Y también quita todo eso. O, peor aun, suele quitárselo a quienes
lo poseen en poca medida y dárselo a quienes tienen tanto que no necesitan
recibir más. No es, por tanto, ocioso preguntarnos qué cosa es
ésta de la Economía. Vale decir: ¿cuál es la naturaleza
de la ciencia económica? Es imposible hallar una única respuesta,
pero elijamos una. Vale la pena oír aquélla en la que creyó
la Universidad de Cambridge, uno de los centros de ciencia económica
más creativos y prestigiosos del mundo, donde enseñaron maestros
como Alfred Marshall, Arthur C. Pigou, D.H. Robertson, J.M. Keynes, M. Dobb
y J. Robinson.
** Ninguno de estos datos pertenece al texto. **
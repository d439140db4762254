//! Locking strategies for store state.
//!
//! A store and all of its section handles share one cell holding the whole
//! store state. The [`Locking`] strategy decides what that cell is:
//!
//! - [`Synchronized`] wraps it in a [`Mutex`]; the store is `Send + Sync`.
//! - [`Unsynchronized`] wraps it in a [`RefCell`]; the store cannot leave the
//!   thread it was created on.
//!
//! Every public store or section operation enters the cell exactly once, so the
//! lock never needs to be re-entrant.

use std::cell::RefCell;
use std::sync::{Mutex, PoisonError};

/// How a store guards its shared state.
pub trait Locking: 'static {
    type Cell<T>;

    fn new_cell<T>(value: T) -> Self::Cell<T>;

    /// Run `f` with exclusive access to the cell's value.
    fn with<T, R>(cell: &Self::Cell<T>, f: impl FnOnce(&mut T) -> R) -> R;
}

/// Mutual exclusion around every operation.
#[derive(Debug, Clone, Copy, Default)]
pub struct Synchronized;

/// No locking. Single-threaded use only, enforced by the compiler.
#[derive(Debug, Clone, Copy, Default)]
pub struct Unsynchronized;

impl Locking for Synchronized {
    type Cell<T> = Mutex<T>;

    fn new_cell<T>(value: T) -> Mutex<T> {
        Mutex::new(value)
    }

    fn with<T, R>(cell: &Mutex<T>, f: impl FnOnce(&mut T) -> R) -> R {
        // Operations never leave the state half-updated, so a poisoned lock is
        // still safe to use.
        let mut guard = cell.lock().unwrap_or_else(PoisonError::into_inner);
        f(&mut guard)
    }
}

impl Locking for Unsynchronized {
    type Cell<T> = RefCell<T>;

    fn new_cell<T>(value: T) -> RefCell<T> {
        RefCell::new(value)
    }

    fn with<T, R>(cell: &RefCell<T>, f: impl FnOnce(&mut T) -> R) -> R {
        f(&mut cell.borrow_mut())
    }
}

#[cfg(test)]
mod tests {
    use super::*;

    fn bump<L: Locking>() -> u32 {
        let cell = L::new_cell(0u32);
        L::with(&cell, |n| *n += 1);
        L::with(&cell, |n| *n += 1);
        L::with(&cell, |n| *n)
    }

    #[test]
    fn synchronized_mutates_in_place() {
        assert_eq!(bump::<Synchronized>(), 2);
    }

    #[test]
    fn unsynchronized_mutates_in_place() {
        assert_eq!(bump::<Unsynchronized>(), 2);
    }

    #[test]
    fn synchronized_recovers_from_poison() {
        let cell = Synchronized::new_cell(1u32);
        let _ = std::panic::catch_unwind(std::panic::AssertUnwindSafe(|| {
            let _: () = Synchronized::with(&cell, |_| panic!("boom"));
        }));
        assert!(cell.is_poisoned());
        assert_eq!(Synchronized::with(&cell, |n| *n), 1);
    }
}
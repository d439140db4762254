#[cfg(test)]
pub mod test {
    use std::collections::HashMap;
    use std::io;
    use std::path::{Path, PathBuf};
    use std::sync::atomic::{AtomicBool, AtomicUsize, Ordering};
    use std::sync::{Arc, Mutex};

    use crate::file::FileSystem;

    /// A small document exercising comments, indentation and an empty section.
    pub const SAMPLE: &str = "; application settings\r\n\
        [server]\r\n\
        host = localhost ; bind address\r\n\
        \tport=8080\r\n\
        \r\n\
        [database]\n\
        ; connection\n\
        url = postgres://db/app\n\
        pool_size = 5\n\
        \n\
        [empty]\n";

    /// In-memory [`FileSystem`] that counts reads and successful writes.
    ///
    /// Clones share the same files and counters, so a test can keep one clone
    /// while the store owns another.
    #[derive(Clone, Default)]
    pub struct RecordingFs {
        inner: Arc<Inner>,
    }

    #[derive(Default)]
    struct Inner {
        files: Mutex<HashMap<PathBuf, String>>,
        reads: AtomicUsize,
        writes: AtomicUsize,
        fail_writes: AtomicBool,
    }

    impl RecordingFs {
        pub fn with_file(path: impl Into<PathBuf>, contents: &str) -> Self {
            let fs = Self::default();
            fs.inner
                .files
                .lock()
                .unwrap()
                .insert(path.into(), contents.to_string());
            fs
        }

        pub fn contents(&self, path: impl AsRef<Path>) -> Option<String> {
            self.inner.files.lock().unwrap().get(path.as_ref()).cloned()
        }

        pub fn reads(&self) -> usize {
            self.inner.reads.load(Ordering::SeqCst)
        }

        pub fn writes(&self) -> usize {
            self.inner.writes.load(Ordering::SeqCst)
        }

        pub fn fail_writes(&self, fail: bool) {
            self.inner.fail_writes.store(fail, Ordering::SeqCst);
        }
    }

    impl FileSystem for RecordingFs {
        fn exists(&self, path: &Path) -> bool {
            self.inner.files.lock().unwrap().contains_key(path)
        }

        fn read_to_string(&self, path: &Path) -> io::Result<String> {
            self.inner.reads.fetch_add(1, Ordering::SeqCst);
            self.contents(path)
                .ok_or_else(|| io::Error::new(io::ErrorKind::NotFound, "no such file"))
        }

        fn write(&self, path: &Path, contents: &str) -> io::Result<()> {
            if self.inner.fail_writes.load(Ordering::SeqCst) {
                return Err(io::Error::new(io::ErrorKind::PermissionDenied, "read-only"));
            }
            self.inner
                .files
                .lock()
                .unwrap()
                .insert(path.to_path_buf(), contents.to_string());
            self.inner.writes.fetch_add(1, Ordering::SeqCst);
            Ok(())
        }
    }

    #[test]
    fn recording_fs_counts_successful_writes() {
        let fs = RecordingFs::default();
        fs.write(Path::new("a.ini"), "x").unwrap();
        fs.fail_writes(true);
        assert!(fs.write(Path::new("a.ini"), "y").is_err());
        assert_eq!(fs.writes(), 1);
        assert_eq!(fs.contents("a.ini").as_deref(), Some("x"));
    }
}
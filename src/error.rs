use std::path::PathBuf;

use thiserror::Error;

use crate::types::Location;

#[derive(Debug, Error)]
#[cfg_attr(feature = "rich-errors", derive(miette::Diagnostic))]
pub enum IniError {
    #[error("Section [{section}] does not exist")]
    #[cfg_attr(
        feature = "rich-errors",
        diagnostic(
            code(inistore::missing_section),
            help("create it with add_section() or check the spelling; names are case-sensitive")
        )
    )]
    MissingSection { section: String },

    #[error("Key '{key}' not found in section [{section}]")]
    #[cfg_attr(
        feature = "rich-errors",
        diagnostic(
            code(inistore::missing_key),
            help("use read_or() / read_or_else() to fall back to a default")
        )
    )]
    MissingKey { section: String, key: String },

    #[error("Cannot read [{section}] {key} = '{value}' as {target}: {reason}")]
    #[cfg_attr(feature = "rich-errors", diagnostic(code(inistore::conversion)))]
    Conversion {
        section: String,
        key: String,
        value: String,
        target: &'static str,
        reason: String,
    },

    #[error("Failed to access {path}: {source}")]
    #[cfg_attr(feature = "rich-errors", diagnostic(code(inistore::file_access)))]
    FileAccess {
        path: PathBuf,
        source: std::io::Error,
    },

    #[error("Cannot resolve location {0:?} (no home directory?)")]
    #[cfg_attr(feature = "rich-errors", diagnostic(code(inistore::unresolvable)))]
    Unresolvable(Location),
}

#[cfg(test)]
mod tests {
    use super::*;

    #[test]
    fn missing_key_names_key_and_section() {
        let err = IniError::MissingKey {
            section: "server".into(),
            key: "port".into(),
        };
        let msg = err.to_string();
        assert!(msg.contains("'port'"));
        assert!(msg.contains("[server]"));
        assert!(msg.contains("not found"));
    }

    #[test]
    fn missing_section_formats() {
        let err = IniError::MissingSection {
            section: "database".into(),
        };
        assert!(err.to_string().contains("[database]"));
    }

    #[test]
    fn conversion_formats_value_and_target() {
        let err = IniError::Conversion {
            section: "server".into(),
            key: "port".into(),
            value: "eighty".into(),
            target: "u16",
            reason: "invalid digit found in string".into(),
        };
        let msg = err.to_string();
        assert!(msg.contains("eighty"));
        assert!(msg.contains("u16"));
        assert!(msg.contains("invalid digit"));
    }

    #[test]
    fn file_access_keeps_source() {
        use std::error::Error as _;

        let err = IniError::FileAccess {
            path: "/etc/app.ini".into(),
            source: std::io::Error::new(std::io::ErrorKind::PermissionDenied, "denied"),
        };
        assert!(err.to_string().contains("/etc/app.ini"));
        assert!(err.source().is_some());
    }
}
pub mod sync;

// Re-export the engine surface
pub use sync::{
    GuardScope, LocalData, Notification, NotificationKind, NotificationStore,
    RemoteDocumentStore, StatusPoller, SyncError, SyncErrorKind, SyncEvent, SyncHandle,
    SyncOptions, SyncOrchestrator, SyncReport, SyncStateStore, WatchHandle, WatchOutcome,
    WebDavRemote,
};
use std::time::Duration;

use reqwest::Client;

/// HTTP client tunables. `None` disables the corresponding timeout.
#[derive(Debug, Clone, Copy, PartialEq, Eq)]
pub struct HttpOptions {
    pub request_timeout: Option<Duration>,
    pub connect_timeout: Option<Duration>,
}

impl Default for HttpOptions {
    fn default() -> Self {
        Self {
            request_timeout: Some(Duration::from_secs(
                promptsync_config::DEFAULT_REQUEST_TIMEOUT_SECS,
            )),
            connect_timeout: Some(Duration::from_secs(
                promptsync_config::DEFAULT_CONNECT_TIMEOUT_SECS,
            )),
        }
    }
}

impl HttpOptions {
    /// No timeouts at all; a stalled server blocks until the caller gives up.
    pub fn unbounded() -> Self {
        Self {
            request_timeout: None,
            connect_timeout: None,
        }
    }

    pub fn with_request_timeout(mut self, timeout: Duration) -> Self {
        self.request_timeout = Some(timeout);
        self
    }
}

pub fn build_http_client(options: &HttpOptions) -> Result<Client, reqwest::Error> {
    let mut builder = Client::builder().user_agent(concat!(
        env!("CARGO_PKG_NAME"),
        "/",
        env!("CARGO_PKG_VERSION")
    ));
    if let Some(timeout) = options.request_timeout {
        builder = builder.timeout(timeout);
    }
    if let Some(timeout) = options.connect_timeout {
        builder = builder.connect_timeout(timeout);
    }
    builder.build()
}

pub fn default_http_client() -> Result<Client, reqwest::Error> {
    build_http_client(&HttpOptions::default())
}
use serde::{Deserialize, Serialize};

/// Connection parameters for one WebDAV endpoint. Read-only to the engine.
#[derive(Clone, PartialEq, Eq)]
pub struct Credentials {
    pub server_url: String,
    pub username: String,
    pub password: String,
    pub sync_path: String,
}

impl std::fmt::Debug for Credentials {
    fn fmt(&self, f: &mut std::fmt::Formatter<'_>) -> std::fmt::Result {
        f.debug_struct("Credentials")
            .field("server_url", &self.server_url)
            .field("username", &self.username)
            .field("password", &"[REDACTED]")
            .field("sync_path", &self.sync_path)
            .finish()
    }
}

impl Credentials {
    /// Server URL without trailing slashes.
    pub fn base_url(&self) -> &str {
        self.server_url.trim().trim_end_matches('/')
    }

    /// Sync path with exactly one leading slash.
    pub fn document_path(&self) -> String {
        normalize_path(&self.sync_path)
    }
}

/// Settings fields that must be present before any network call.
#[derive(Debug, Clone, PartialEq, Eq, thiserror::Error)]
#[error("WebDAV settings are incomplete. Missing: {}", .fields.join(", "))]
pub struct MissingSettings {
    pub fields: Vec<&'static str>,
}

/// Durable WebDAV settings as persisted by the settings form.
#[derive(Clone, PartialEq, Eq, Serialize, Deserialize)]
#[serde(rename_all = "camelCase")]
pub struct WebDavSettings {
    #[serde(default)]
    pub server_url: Option<String>,
    #[serde(default)]
    pub username: Option<String>,
    #[serde(default)]
    pub password: Option<String>,
    #[serde(default = "default_sync_path")]
    pub sync_path: String,
    #[serde(default)]
    pub auto_sync_enabled: bool,
}

fn default_sync_path() -> String {
    promptsync_config::DEFAULT_SYNC_PATH.to_string()
}

impl Default for WebDavSettings {
    fn default() -> Self {
        Self {
            server_url: None,
            username: None,
            password: None,
            sync_path: default_sync_path(),
            auto_sync_enabled: false,
        }
    }
}

impl std::fmt::Debug for WebDavSettings {
    fn fmt(&self, f: &mut std::fmt::Formatter<'_>) -> std::fmt::Result {
        f.debug_struct("WebDavSettings")
            .field("server_url", &self.server_url)
            .field("username", &self.username)
            .field("password", &self.password.as_ref().map(|_| "[REDACTED]"))
            .field("sync_path", &self.sync_path)
            .field("auto_sync_enabled", &self.auto_sync_enabled)
            .finish()
    }
}

impl WebDavSettings {
    /// Credentials for the engine, or the list of fields still missing.
    ///
    /// Server URL and username are trimmed; the password is taken verbatim.
    /// An empty sync path falls back to the default.
    pub fn credentials(&self) -> Result<Credentials, MissingSettings> {
        let server_url = non_empty(self.server_url.as_deref());
        let username = non_empty(self.username.as_deref());
        let password = self.password.clone().filter(|p| !p.is_empty());

        let mut missing = Vec::new();
        if server_url.is_none() {
            missing.push("serverUrl");
        }
        if username.is_none() {
            missing.push("username");
        }
        if password.is_none() {
            missing.push("password");
        }

        match (server_url, username, password) {
            (Some(server_url), Some(username), Some(password)) => Ok(Credentials {
                server_url,
                username,
                password,
                sync_path: non_empty(Some(&self.sync_path)).unwrap_or_else(default_sync_path),
            }),
            _ => Err(MissingSettings { fields: missing }),
        }
    }

    pub fn is_configured(&self) -> bool {
        self.credentials().is_ok()
    }
}

fn non_empty(value: Option<&str>) -> Option<String> {
    let value = value?.trim();
    if value.is_empty() {
        None
    } else {
        Some(value.to_string())
    }
}

fn normalize_path(path: &str) -> String {
    let trimmed = path.trim().trim_start_matches('/');
    format!("/{trimmed}")
}

#[cfg(test)]
mod tests {
    use super::*;

    fn complete() -> WebDavSettings {
        WebDavSettings {
            server_url: Some(" https://dav.example.com/remote.php/dav/ ".into()),
            username: Some("alice".into()),
            password: Some("wonderland".into()),
            ..WebDavSettings::default()
        }
    }

    #[test]
    fn defaults_match_documented_values() {
        let settings = WebDavSettings::default();
        assert_eq!(settings.sync_path, "/quick-prompt/prompts.json");
        assert!(!settings.auto_sync_enabled);
        assert!(!settings.is_configured());
    }

    #[test]
    fn credentials_report_every_missing_field() {
        let err = WebDavSettings {
            username: Some("  ".into()),
            ..WebDavSettings::default()
        }
        .credentials()
        .unwrap_err();
        assert_eq!(err.fields, vec!["serverUrl", "username", "password"]);
        assert!(err.to_string().contains("serverUrl, username, password"));
    }

    #[test]
    fn credentials_trim_and_normalize() {
        let creds = complete().credentials().unwrap();
        assert_eq!(creds.server_url, "https://dav.example.com/remote.php/dav/");
        assert_eq!(creds.base_url(), "https://dav.example.com/remote.php/dav");
        assert_eq!(creds.document_path(), "/quick-prompt/prompts.json");
    }

    #[test]
    fn empty_sync_path_falls_back_to_default() {
        let mut settings = complete();
        settings.sync_path = "   ".into();
        let creds = settings.credentials().unwrap();
        assert_eq!(creds.sync_path, "/quick-prompt/prompts.json");
    }

    #[test]
    fn relative_sync_path_gets_leading_slash() {
        let mut creds = complete().credentials().unwrap();
        creds.sync_path = "backup/prompts.json".into();
        assert_eq!(creds.document_path(), "/backup/prompts.json");
    }

    #[test]
    fn debug_output_redacts_password() {
        let settings = complete();
        let creds = settings.credentials().unwrap();
        assert!(!format!("{settings:?}").contains("wonderland"));
        assert!(!format!("{creds:?}").contains("wonderland"));
        assert!(format!("{creds:?}").contains("[REDACTED]"));
    }

    #[test]
    fn settings_deserialize_with_defaults() {
        let settings: WebDavSettings =
            serde_json::from_str(r#"{"serverUrl":"https://dav.example.com"}"#).unwrap();
        assert_eq!(settings.sync_path, "/quick-prompt/prompts.json");
        assert!(!settings.auto_sync_enabled);
    }
}
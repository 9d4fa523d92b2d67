use std::collections::BTreeMap;

use serde::de::DeserializeOwned;
use serde::Serialize;
use serde_json::Value;

use crate::StorageError;

pub const PROMPTSYNC_REDB_FILENAME: &str = "promptsync.redb";
pub const CURRENT_SCHEMA: u32 = 1;

/// The two key spaces of the local data store.
#[derive(Debug, Clone, Copy, PartialEq, Eq, Hash, PartialOrd, Ord)]
pub enum StoreScope {
    /// Durable settings (the WebDAV form values).
    Settings,
    /// Collections, status records and notifications.
    Local,
}

impl std::fmt::Display for StoreScope {
    fn fmt(&self, f: &mut std::fmt::Formatter<'_>) -> std::fmt::Result {
        match self {
            StoreScope::Settings => f.write_str("settings"),
            StoreScope::Local => f.write_str("local"),
        }
    }
}

/// Key to JSON value map, the unit every store call reads or writes.
pub type Entries = BTreeMap<String, Value>;

#[derive(Debug, Clone, Copy, PartialEq, Eq)]
pub enum DbState {
    Missing,
    Valid,
    Busy,
    Corrupt,
    NewerSchema { found: u32, supported: u32 },
}

/// Asynchronous-agnostic key-value persistence with two scopes.
///
/// `get` returns only the keys that exist. `set` writes every entry in one
/// transaction. Removing an absent key is not an error.
pub trait KeyValueStore: Send + Sync {
    fn get(&self, scope: StoreScope, keys: &[&str]) -> Result<Entries, StorageError>;

    fn set(&self, scope: StoreScope, entries: Entries) -> Result<(), StorageError>;

    fn remove(&self, scope: StoreScope, keys: &[&str]) -> Result<(), StorageError>;

    /// Every key in `scope` starting with `prefix`, in ascending order.
    fn keys_with_prefix(&self, scope: StoreScope, prefix: &str)
        -> Result<Vec<String>, StorageError>;
}

/// Typed single-key helpers over any [`KeyValueStore`].
pub trait KeyValueStoreExt: KeyValueStore {
    fn get_one<T: DeserializeOwned>(
        &self,
        scope: StoreScope,
        key: &str,
    ) -> Result<Option<T>, StorageError> {
        match self.get(scope, &[key])?.remove(key) {
            Some(value) => Ok(Some(serde_json::from_value(value)?)),
            None => Ok(None),
        }
    }

    fn set_one<T: Serialize + ?Sized>(
        &self,
        scope: StoreScope,
        key: &str,
        value: &T,
    ) -> Result<(), StorageError> {
        let mut entries = Entries::new();
        entries.insert(key.to_string(), serde_json::to_value(value)?);
        self.set(scope, entries)
    }
}

impl<S: KeyValueStore + ?Sized> KeyValueStoreExt for S {}

pub(crate) fn validate_key(key: &str) -> Result<(), StorageError> {
    if key.trim().is_empty() {
        return Err(StorageError::InvalidKey(key.to_string()));
    }
    Ok(())
}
En su clase inaugural en Cambridge (1885), declaró Marshall:
“La doctrina económica no es un cuerpo de concretas verdades sino
una máquina para el descubrimiento de la verdad concreta. Similar a,
digamos, la teoría de la mecánica”. Descubrir la verdad
es como viajar de la oscuridad o la ignorancia al conocimiento cabal, y la Economía
hace posible ese viaje; sería, por así decirlo, como un avión
que hace posibleun viaje. Pero un avión no es verdadero o falso sino
un artefacto que funciona bien o mal dentro de ciertos márgenes precisos.
No es un conjunto de verdades sino un conjunto de instrumentos. J.M. Keynes,
alumno y continuador de Marshall, se expresó en igual sentido en 1922:
“La teoría de la economía no suministra un cuerpo de conclusiones
firmes, aplicables ya mismo a la política. Más que una doctrina
es un método, un aparato de la mente, una técnica de pensar, que
ayuda a quien la posee a extraer conclusiones correctas”. Así,
el poder de segar vidas humanas no está en el cañón, la
guillotina o la silla eléctrica sino en la persona que maneja tales aparatos;
o mejor, en quien determina que tales aparatos se usen contra vidas humanas,
y contra cuáles. Es claro que el resultado no sólo depende de
la pericia en usar instrumentos sino de los valores que informan al usuario.